### Task requirements
Every line with "const" in it should be copied from the data.

== == ==

use anyhow::{Context, Result};
use serde::{Deserialize, Serialize};

pub const DEFAULT_HIGHLIGHT_CLASS: &str = "bg-red-600";
pub const DEFAULT_SPOILER_CLASS: &str = "spoiler";
pub const DEFAULT_IMAGE_HOSTS: &[&str] = &["i.redd.it", "i.imgur.com", "preview.redd.it"];

#[derive(Debug, Clone, Default, PartialEq, Eq, Serialize, Deserialize)]
pub struct RenderConfig {
    #[serde(default)]
    pub highlight: HighlightConfig,
    #[serde(default)]
    pub sanitize: SanitizeConfig,
}

#[derive(Debug, Clone, PartialEq, Eq, Serialize, Deserialize)]
#[serde(default)]
pub struct HighlightConfig {
    /// Class put on the span wrapping each match.
    pub class: String,
}

#[derive(Debug, Clone, PartialEq, Eq, Serialize, Deserialize)]
#[serde(default)]
pub struct SanitizeConfig {
    /// Hosts whose links are turned into inline figures.
    pub image_hosts: Vec<String>,
    /// The only span class that is kept.
    pub spoiler_class: String,
}

impl Default for HighlightConfig {
    fn default() -> Self {
        Self {
            class: String::from(DEFAULT_HIGHLIGHT_CLASS),
        }
    }
}

impl Default for SanitizeConfig {
    fn default() -> Self {
        Self {
            image_hosts: DEFAULT_IMAGE_HOSTS.iter().map(|h| h.to_string()).collect(),
            spoiler_class: String::from(DEFAULT_SPOILER_CLASS),
        }
    }
}

impl RenderConfig {
    pub fn from_json(content: &str) -> Result<Self> {
        if content.trim().is_empty() {
            log::warn!("Render config is empty, using defaults");
            return Ok(Self::default());
        }

        let mut config: Self =
            serde_json::from_str(content).context("Failed to parse render config")?;
        config.validate();
        log::info!(
            "Loaded render config with {} image host(s)",
            config.sanitize.image_hosts.len()
        );
        Ok(config)
    }

    pub fn to_json(&self) -> Result<String> {
        serde_json::to_string_pretty(self).context("Failed to serialize render config")
    }

    /// Replaces unusable values with defaults. Returns whether anything changed.
    pub fn validate(&mut self) -> bool {
        let mut corrected = false;

        if self.highlight.class.trim().is_empty() {
            log::warn!("Empty highlight class, using default");
            self.highlight.class = String::from(DEFAULT_HIGHLIGHT_CLASS);
            corrected = true;
        }

        if self.sanitize.spoiler_class.trim().is_empty() {
            log::warn!("Empty spoiler class, using default");
            self.sanitize.spoiler_class = String::from(DEFAULT_SPOILER_CLASS);
            corrected = true;
        }

        let mut hosts: Vec<String> = Vec::with_capacity(self.sanitize.image_hosts.len());
        for host in &self.sanitize.image_hosts {
            let host = host.trim().to_ascii_lowercase();
            if host.is_empty() || hosts.contains(&host) {
                continue;
            }
            hosts.push(host);
        }
        if hosts != self.sanitize.image_hosts {
            log::warn!(
                "Normalized image hosts: {:?} -> {:?}",
                self.sanitize.image_hosts,
                hosts
            );
            self.sanitize.image_hosts = hosts;
            corrected = true;
        }

        if corrected {
            log::info!("Render config validation completed with corrections");
        }
        corrected
    }
}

== == ==

### Exercise result
pub const DEFAULT_HIGHLIGHT_CLASS: &str = "bg-red-600";
pub const DEFAULT_SPOILER_CLASS: &str = "spoiler";
pub const DEFAULT_IMAGE_HOSTS: &[&str] = &["i.redd.it", "i.imgur.com", "preview.redd.it"];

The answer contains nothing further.